Melvindale business owner notorious for tacking hundreds of ad signs to light poles sentenced to clean up other people’s mess
- Nuisance sign removal part of Detroit’s continued Blight to Beauty effort
- Repeated warnings ignored by business owner; city sought legal action
- 59 misdemeanor counts of violating city sign ordinance authorized by 36th District Court
- William Shaw was sentenced to pay fine and complete community services hours with blight removal team in Detroit
Following charges made in July 2023, Melvindale business owner, William Shaw, has recently been sentenced to 40 hours of community service for violating city sign regulations by the repeated hanging of commercial signs without proper authorization. Ordered by a 36th District Court judge, Shaw removed illegal signs other business owners have posted in Detroit.
On Friday, Shaw began his sentence by removing illegally posted signs in the area of 7 Mile Road and Evergreen Road and proceeded with the City’s blight team to additional locations.
Violations of sign regulations are considered a public nuisance because they create visual clutter. Shaw was charged with 59 misdemeanor counts of violating city sign ordinance.
“People think they can take advantage of Detroit and allow their signs to become a nuisance as they litter our lawns and streets,” said Brad Dick, City of Detroit Chief Operating Officer. “Our residents are fed up and we stand behind them as we continue to enforce city sign regulations. We hope this sends a direct message to others who repeatedly put signs up without authorization that there will be consequences.”
Gail Tubbs, president of O’Hair Park Community, helped with the nuisance sign initiative. She describes Shaw’s sentence as poetic justice.
“This particular business got very crafty in that they used screws to advertise their business in an effort to make it harder to remove,” said Tubbs. “This is a great start in sending the message that the citizens of Detroit do not want added distractions while driving and that the City of Detroit is serious about making repeated violators accountable.”
In 2022, the city’s Blight to Beauty program began a nuisance sign removal process with the goal of removing illegally placed signs after receiving complaints from residents. After eighteen months of regular removals by the city’s blight remediation division and contact made with business owners, the team witnessed a decline in illegal signage.

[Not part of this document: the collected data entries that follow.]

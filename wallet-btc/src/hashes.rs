//! Hash functions and KDFs used throughout the Bitcoin pipeline.

use hmac::{Hmac, Mac};
use ripemd::Ripemd160;
use sha2::{Digest, Sha256, Sha512};

type HmacSha512 = Hmac<Sha512>;

/// SHA-256.
pub fn sha256(data: &[u8]) -> [u8; 32] {
    Sha256::digest(data).into()
}

/// Double SHA-256 (`hash256`), Bitcoin's txid/checksum hash.
pub fn sha256d(data: &[u8]) -> [u8; 32] {
    Sha256::digest(Sha256::digest(data)).into()
}

/// RIPEMD-160.
pub fn ripemd160(data: &[u8]) -> [u8; 20] {
    Ripemd160::digest(data).into()
}

/// `ripemd160(sha256(x))`, the public-key/script hash.
pub fn hash160(data: &[u8]) -> [u8; 20] {
    ripemd160(&sha256(data))
}

/// HMAC-SHA512, keyed.
pub fn hmac_sha512(key: &[u8], data: &[u8]) -> [u8; 64] {
    let mut mac =
        HmacSha512::new_from_slice(key).expect("HMAC accepts keys of any length");
    mac.update(data);
    mac.finalize().into_bytes().into()
}

/// PBKDF2-HMAC-SHA512 (BIP39 seed stretching).
pub fn pbkdf2_hmac_sha512(password: &[u8], salt: &[u8], rounds: u32, out: &mut [u8]) {
    pbkdf2::pbkdf2_hmac::<Sha512>(password, salt, rounds, out);
}
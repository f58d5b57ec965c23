//! Small `tokio` building blocks used across the wallet crates: a broadcast
//! event bus, an edge-triggered notify channel, an at-most-once shutdown
//! signal, and named task handles.

pub mod bus;
pub mod notify;
pub mod shutdown;
pub mod task;

/// Default buffer size for broadcast channels.
pub const DEFAULT_CHANNEL_SIZE: usize = 256;
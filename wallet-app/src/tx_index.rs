//! The transactions index: a reorg-aware, cursor-paginated, incrementally
//! updated view of the wallet's on-chain history.
//!
//! The index owns the wallet's txid set (merged from every owned address's
//! Electrum history), a total order over it, and the caches that make
//! pagination cheap: intra-block positions, header timestamps, and an LRU of
//! decoded transactions. Everything lives under one mutex with short
//! lookup/insert critical sections; network I/O always happens outside it.
//!
//! Persistence is best-effort: the index and caches are mirrored to
//! per-network JSON files so a restart starts warm, and write failures are
//! logged and swallowed (memory stays the source of truth for the session).

use std::{
    cmp::Ordering as CmpOrdering,
    collections::{BTreeMap, HashMap},
    num::NonZeroUsize,
    sync::{Arc, Mutex},
    time::Duration,
};

use anyhow::Context;
use async_trait::async_trait;
use futures::future::join_all;
use lru::LruCache;
use serde::{Deserialize, Serialize};
use tracing::{debug, warn};
use wallet_btc::{address, tx::Transaction, Network, Txid};
use wallet_electrum::{ClientEvents, ElectrumClient, HistoryItem};
use wallet_tokio::{bus::Bus, shutdown::ShutdownSignal, task::NamedTask};

use crate::{
    ffs::Ffs,
    models::{status_for_confirmations, TransactionModel, TxKind},
    wallet_store::TxMetadataRecord,
};

/// Fan-out cap for history, decode, and position fetches.
const MAX_CONCURRENCY: usize = 6;
/// Decode cache capacity.
const DECODE_CACHE_SIZE: usize = 512;
/// Position lookups retry 3 times with exponential backoff from 200ms.
const POSITION_ATTEMPTS: u32 = 3;
const POSITION_BACKOFF_INITIAL: Duration = Duration::from_millis(200);

/// All-zero previous txid marking a coinbase input.
fn coinbase_prev() -> Txid {
    Txid::from_display_bytes([0u8; 32])
}

/// The slice of the Electrum API the index consumes, cut small so tests can
/// run against a canned implementation.
#[async_trait]
pub trait TxSource: Send + Sync + 'static {
    async fn history(&self, address: &str) -> anyhow::Result<Vec<HistoryItem>>;
    async fn transaction(&self, txid: Txid) -> anyhow::Result<Transaction>;
    async fn transaction_position(&self, txid: Txid, height: u32) -> anyhow::Result<u32>;
    async fn header_timestamp(&self, height: u32) -> anyhow::Result<u32>;
}

#[async_trait]
impl TxSource for ElectrumClient {
    async fn history(&self, address: &str) -> anyhow::Result<Vec<HistoryItem>> {
        Ok(self.get_history(address).await?)
    }

    async fn transaction(&self, txid: Txid) -> anyhow::Result<Transaction> {
        Ok(self.get_transaction(txid).await?)
    }

    async fn transaction_position(&self, txid: Txid, height: u32) -> anyhow::Result<u32> {
        Ok(self.get_transaction_position(txid, height).await?)
    }

    async fn header_timestamp(&self, height: u32) -> anyhow::Result<u32> {
        Ok(self.block_header_timestamp(height).await?)
    }
}

#[async_trait]
impl<T: TxSource> TxSource for Arc<T> {
    async fn history(&self, address: &str) -> anyhow::Result<Vec<HistoryItem>> {
        (**self).history(address).await
    }

    async fn transaction(&self, txid: Txid) -> anyhow::Result<Transaction> {
        (**self).transaction(txid).await
    }

    async fn transaction_position(&self, txid: Txid, height: u32) -> anyhow::Result<u32> {
        (**self).transaction_position(txid, height).await
    }

    async fn header_timestamp(&self, height: u32) -> anyhow::Result<u32> {
        (**self).header_timestamp(height).await
    }
}

/// The wallet facts the index needs: which addresses are ours, and where to
/// drop freshly built metadata. Metadata recording is best-effort by
/// contract; implementations log failures instead of surfacing them.
pub trait WalletView: Send + Sync {
    fn owned_addresses(&self) -> Vec<String>;
    fn record_metadata(&self, meta: TxMetadataRecord);
}

/// Events published by the index.
pub struct IndexEvents {
    /// Partial batches of freshly built models, for progressive rendering.
    /// An empty batch means "the index changed, request a new page".
    pub items_updated: Bus<Vec<TransactionModel>>,
    /// New chain tip; confirmation labels need recomputing.
    pub last_block_updated: Bus<u32>,
    pub invalidated: Bus<()>,
}

struct IndexState {
    /// txid -> height; `None` = mempool/unknown.
    height_map: HashMap<Txid, Option<u32>>,
    /// All known txids under the total order: mempool first, then height
    /// descending, txid ascending within a height (until positions refine).
    sorted: Vec<Txid>,
    pos_cache: HashMap<(u32, Txid), u32>,
    header_ts: BTreeMap<u32, u32>,
    tip_height: Option<u32>,
    invalidated: bool,
    generation: u64,
}

struct IndexInner<S, F> {
    source: S,
    ffs: F,
    network: Network,
    wallet: Arc<dyn WalletView>,
    state: Mutex<IndexState>,
    decode_cache: Mutex<LruCache<Txid, Arc<Transaction>>>,
    events: IndexEvents,
}

pub struct TxIndex<S, F> {
    inner: Arc<IndexInner<S, F>>,
}

impl<S, F> Clone for TxIndex<S, F> {
    fn clone(&self) -> Self {
        Self {
            inner: self.inner.clone(),
        }
    }
}
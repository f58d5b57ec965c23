//! The wallet core.
//!
//! Everything above the Bitcoin primitives (`wallet-btc`) and the Electrum
//! client (`wallet-electrum`): persistent repositories, the secret store
//! with password-encrypted backup, the reorg-aware transactions index and
//! its pools, the settings store, and the [`App`] facade the UI talks to.

pub mod account;
pub mod app;
pub mod backup;
pub mod db;
pub mod ffs;
pub mod logger;
pub mod models;
pub mod pool;
pub mod secret_store;
pub mod settings;
pub mod tx_index;
pub mod wallet_store;

pub use app::{App, AppConfig};
pub use models::{TransactionModel, TxKind, TxStatus};
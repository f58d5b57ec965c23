//! Bitcoin primitives for the wallet core.
//!
//! Everything in here is pure and deterministic: hashing and address codecs,
//! BIP39 mnemonics, BIP32/BIP84 hierarchical key derivation, the transaction
//! model with its raw decoder, and the P2WPKH spend builder/signer (BIP143).
//! Networking and persistence live in the other workspace crates.

pub mod address;
pub mod base58;
pub mod bip32;
pub mod builder;
pub mod hashes;
pub mod keys;
pub mod mnemonic;
pub mod network;
pub mod segwit;
pub mod sighash;
pub mod tx;

pub use network::Network;
pub use tx::Txid;

// Re-exported so dependents name the exact same key types.
pub use secp256k1;

/// Outputs below this value are uneconomical to spend and rejected by
/// standardness rules.
pub const DUST_LIMIT_SATS: u64 = 546;
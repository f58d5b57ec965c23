//! Named task handles.

use std::{
    borrow::Cow,
    future::Future,
    pin::Pin,
    task::{Context, Poll},
};

use tokio::task::{JoinError, JoinHandle};
use tracing::{debug, error, Instrument};

/// A thin wrapper around [`tokio::task::JoinHandle`] that
///
/// 1. carries a task name for debuggability,
/// 2. propagates panics to the joiner instead of swallowing them, and
/// 3. is `#[must_use]`, so spawned tasks are either joined or explicitly
///    [`detach`]ed.
///
/// Joining every spawned task keeps control flow structured and makes sure a
/// panicking background task takes the program down with a useful message
/// instead of dying silently.
///
/// [`detach`]: NamedTask::detach
#[must_use]
pub struct NamedTask<T> {
    handle: JoinHandle<T>,
    name: Cow<'static, str>,
}

impl<T> NamedTask<T> {
    /// Spawn a named task. The current [`tracing`] span propagates into the
    /// task.
    pub fn spawn<F>(name: impl Into<Cow<'static, str>>, future: F) -> NamedTask<F::Output>
    where
        F: Future<Output = T> + Send + 'static,
        F::Output: Send + 'static,
    {
        let name = name.into();
        debug!("spawning task: {name}");
        let span = tracing::Span::current();
        NamedTask {
            handle: tokio::spawn(future.instrument(span)),
            name,
        }
    }

    /// Drop the handle, letting the task run to completion in the background.
    /// Use sparingly; a detached task can no longer report panics.
    pub fn detach(self) {
        drop(self.handle);
    }

    pub fn name(&self) -> &str {
        &self.name
    }

    pub fn is_finished(&self) -> bool {
        self.handle.is_finished()
    }

    pub fn abort(&self) {
        self.handle.abort();
    }
}

impl<T> Future for NamedTask<T> {
    type Output = Result<T, JoinError>;

    fn poll(mut self: Pin<&mut Self>, cx: &mut Context<'_>) -> Poll<Self::Output> {
        let result = match Pin::new(&mut self.handle).poll(cx) {
            Poll::Ready(result) => result,
            Poll::Pending => return Poll::Pending,
        };

        let result = match result {
            Ok(value) => Ok(value),
            Err(join_err) => match join_err.try_into_panic() {
                Ok(panic_reason) => {
                    error!("task '{name}' panicked", name = self.name());
                    std::panic::resume_unwind(panic_reason)
                }
                Err(join_err) => Err(join_err),
            },
        };

        Poll::Ready(result)
    }
}
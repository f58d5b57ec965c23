//! Electrum's wire format: newline-delimited JSON-RPC 2.0.

use serde::{Deserialize, Serialize};
use serde_json::Value;

/// An outgoing request. Electrum servers echo the integer `id` back in the
/// matching response.
#[derive(Debug, Serialize)]
pub struct Request<'a> {
    pub jsonrpc: &'static str,
    pub id: u64,
    pub method: &'a str,
    pub params: &'a [Value],
}

impl<'a> Request<'a> {
    pub fn new(id: u64, method: &'a str, params: &'a [Value]) -> Self {
        Self {
            jsonrpc: "2.0",
            id,
            method,
            params,
        }
    }

    /// Serialize to a single newline-terminated line.
    pub fn to_line(&self) -> String {
        let mut line =
            serde_json::to_string(self).expect("request serialization is infallible");
        line.push('\n');
        line
    }
}

/// Any incoming line: a response (has `id`) or a subscription notification
/// (has `method`).
#[derive(Debug, Deserialize)]
struct Incoming {
    #[serde(default)]
    id: Option<u64>,
    #[serde(default)]
    result: Option<Value>,
    #[serde(default)]
    error: Option<Value>,
    #[serde(default)]
    method: Option<String>,
    #[serde(default)]
    params: Option<Value>,
}

/// A classified incoming message.
#[derive(Debug)]
pub enum Message {
    Response {
        id: u64,
        result: Result<Value, Value>,
    },
    Notification {
        method: String,
        params: Value,
    },
}

/// Parse one line off the wire. Returns `None` for lines that are valid JSON
/// but neither a response nor a notification.
pub fn parse_line(line: &str) -> Result<Option<Message>, serde_json::Error> {
    let incoming: Incoming = serde_json::from_str(line)?;

    if let Some(id) = incoming.id {
        let result = match incoming.error {
            Some(error) if !error.is_null() => Err(error),
            _ => Ok(incoming.result.unwrap_or(Value::Null)),
        };
        return Ok(Some(Message::Response { id, result }));
    }

    if let Some(method) = incoming.method {
        return Ok(Some(Message::Notification {
            method,
            params: incoming.params.unwrap_or(Value::Null),
        }));
    }

    Ok(None)
}
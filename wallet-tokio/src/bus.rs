//! A clonable broadcast bus for fanning events out from one producer to any
//! number of listeners.

use tokio::sync::broadcast;
use tracing::trace;

/// Fan-out channel for events like connection state changes, new block
/// heights, or address status updates.
///
/// - Clone the [`Bus`] to get another handle.
/// - [`publish`] never blocks; with no listeners it is a no-op.
/// - [`subscribe`] only observes events published after the call.
///
/// Built on [`tokio::sync::broadcast`] because publishing must not block the
/// producer (usually the Electrum connection task) and because slow listeners
/// should lag rather than apply backpressure.
///
/// [`publish`]: Self::publish
/// [`subscribe`]: Self::subscribe
pub struct Bus<T> {
    tx: broadcast::Sender<T>,
}

impl<T: Clone> Bus<T> {
    pub fn new() -> Self {
        Self {
            tx: broadcast::channel(crate::DEFAULT_CHANNEL_SIZE).0,
        }
    }

    /// Publish an event to all current subscribers.
    pub fn publish(&self, event: T) {
        // Err just means there are no subscribers right now.
        let _ = self.tx.send(event);
    }

    /// Subscribe to all events published after this point.
    pub fn subscribe(&self) -> BusRx<T> {
        BusRx {
            rx: self.tx.subscribe(),
        }
    }

    /// Number of live subscribers.
    pub fn subscriber_count(&self) -> usize {
        self.tx.receiver_count()
    }
}

impl<T: Clone> Default for Bus<T> {
    fn default() -> Self {
        Self::new()
    }
}

impl<T> Clone for Bus<T> {
    fn clone(&self) -> Self {
        Self {
            tx: self.tx.clone(),
        }
    }
}

/// Receiving end of a [`Bus`].
pub struct BusRx<T> {
    rx: broadcast::Receiver<T>,
}

impl<T: Clone> BusRx<T> {
    /// Wait for the next event. Returns `None` once the bus is gone (all
    /// [`Bus`] handles dropped). Lagged events are skipped.
    pub async fn recv(&mut self) -> Option<T> {
        use tokio::sync::broadcast::error::RecvError;
        loop {
            match self.rx.recv().await {
                Ok(event) => return Some(event),
                Err(RecvError::Closed) => return None,
                Err(RecvError::Lagged(n)) => {
                    trace!("bus subscriber lagged, skipped {n} events");
                }
            }
        }
    }

    /// Wait for the next event matching `filter`.
    pub async fn recv_filtered(&mut self, filter: impl Fn(&T) -> bool) -> Option<T> {
        loop {
            match self.recv().await {
                Some(event) if filter(&event) => return Some(event),
                Some(_) => continue,
                None => return None,
            }
        }
    }
}

#[cfg(test)]
mod test {
    use super::*;

    #[tokio::test]
    async fn publish_without_subscribers_is_noop() {
        let bus = Bus::<u32>::new();
        bus.publish(1);
        assert_eq!(bus.subscriber_count(), 0);
    }

    #[tokio::test]
    async fn subscribers_see_later_events_only() {
        let bus = Bus::new();
        bus.publish(1_u32);

        let mut rx = bus.subscribe();
        bus.publish(2);
        bus.publish(3);

        assert_eq!(rx.recv().await, Some(2));
        assert_eq!(rx.recv().await, Some(3));
    }

    #[tokio::test]
    async fn recv_returns_none_after_bus_dropped() {
        let bus = Bus::<u32>::new();
        let mut rx = bus.subscribe();
        drop(bus);
        assert_eq!(rx.recv().await, None);
    }

    #[tokio::test]
    async fn recv_filtered_skips_non_matching() {
        let bus = Bus::new();
        let mut rx = bus.subscribe();
        for x in [1_u32, 2, 3, 4] {
            bus.publish(x);
        }
        assert_eq!(rx.recv_filtered(|x| x % 2 == 0).await, Some(2));
        assert_eq!(rx.recv_filtered(|x| x % 2 == 0).await, Some(4));
    }
}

During the summer of 2023, an average of more than 400 signs were removed by the team, which decreased significantly from the average of more than 1,700 taken down over the same period the prior year. Though the numbers were trending downward, some offenders were not removing their illegal signs because of warnings, which forced the city to take legal action.
“Our community deserves better; the city is using precious resources removing these nuisance signs, spending time scraping off artist or producer ads or removing signs from medians—this is not acceptable,” said Katrina Crawley, Assistant Director of City of Detroit’s Blight Remediation Division, General Services Department.
Background on case against William Shaw IV
Shaw’s Plumbing was found to be the worst offender among the top twenty identified. From February 2022 to July 2023, the city used funds and manpower to take down more than 615 of Shaw’s signs, found in every corner of the city.
During the process, Shaw, who lives in Ecorse, received warnings for nuisance signage that included text messages sent to all known phone numbers, repeated phone calls, and cease-and-desist letters from the law department, demanding he stop littering our city with his signs. In addition to the warnings, the law department sent a Fair Warning Letter requesting that Shaws’ owner or representative attend a meeting on July 17, 2023, with the law department to address the ongoing violations of the city’s ordinance. Shaw ignored all attempts to inform him of the sign ordinances and continued to nail his signs to city property.
Not only did Shaw place hundreds of illegal signs in neighborhoods across the city, he went through extra effort and cost to keep them there. Instead of a basic staple gun, Shaw used a nail gun with threaded nails that have wide plastic collars that make removing them extremely difficult. In many cases, city workers had to use a box cutter to cut around the heavy-duty nail heads.
Shaw also had many of his signs mounted at heights that made them hard to remove, suggesting the person installing the signs was on a ladder or back of a truck as opposed to on foot.
Charges were requested by the city’s Law Department and Friday, July 28, 36th District Court authorized charges on 59 counts of violating the City of Detroit’s sign ordinance.
The Blight Remediation Division works to improve the quality of life for Detroit residents through blight removal of all forms, including nuisance signage. Their outreach covers community education on violations through remediation and communication. In partnership with legal representatives, the division will continue to hold businesses accountable for violating ordinances across the City of Detroit.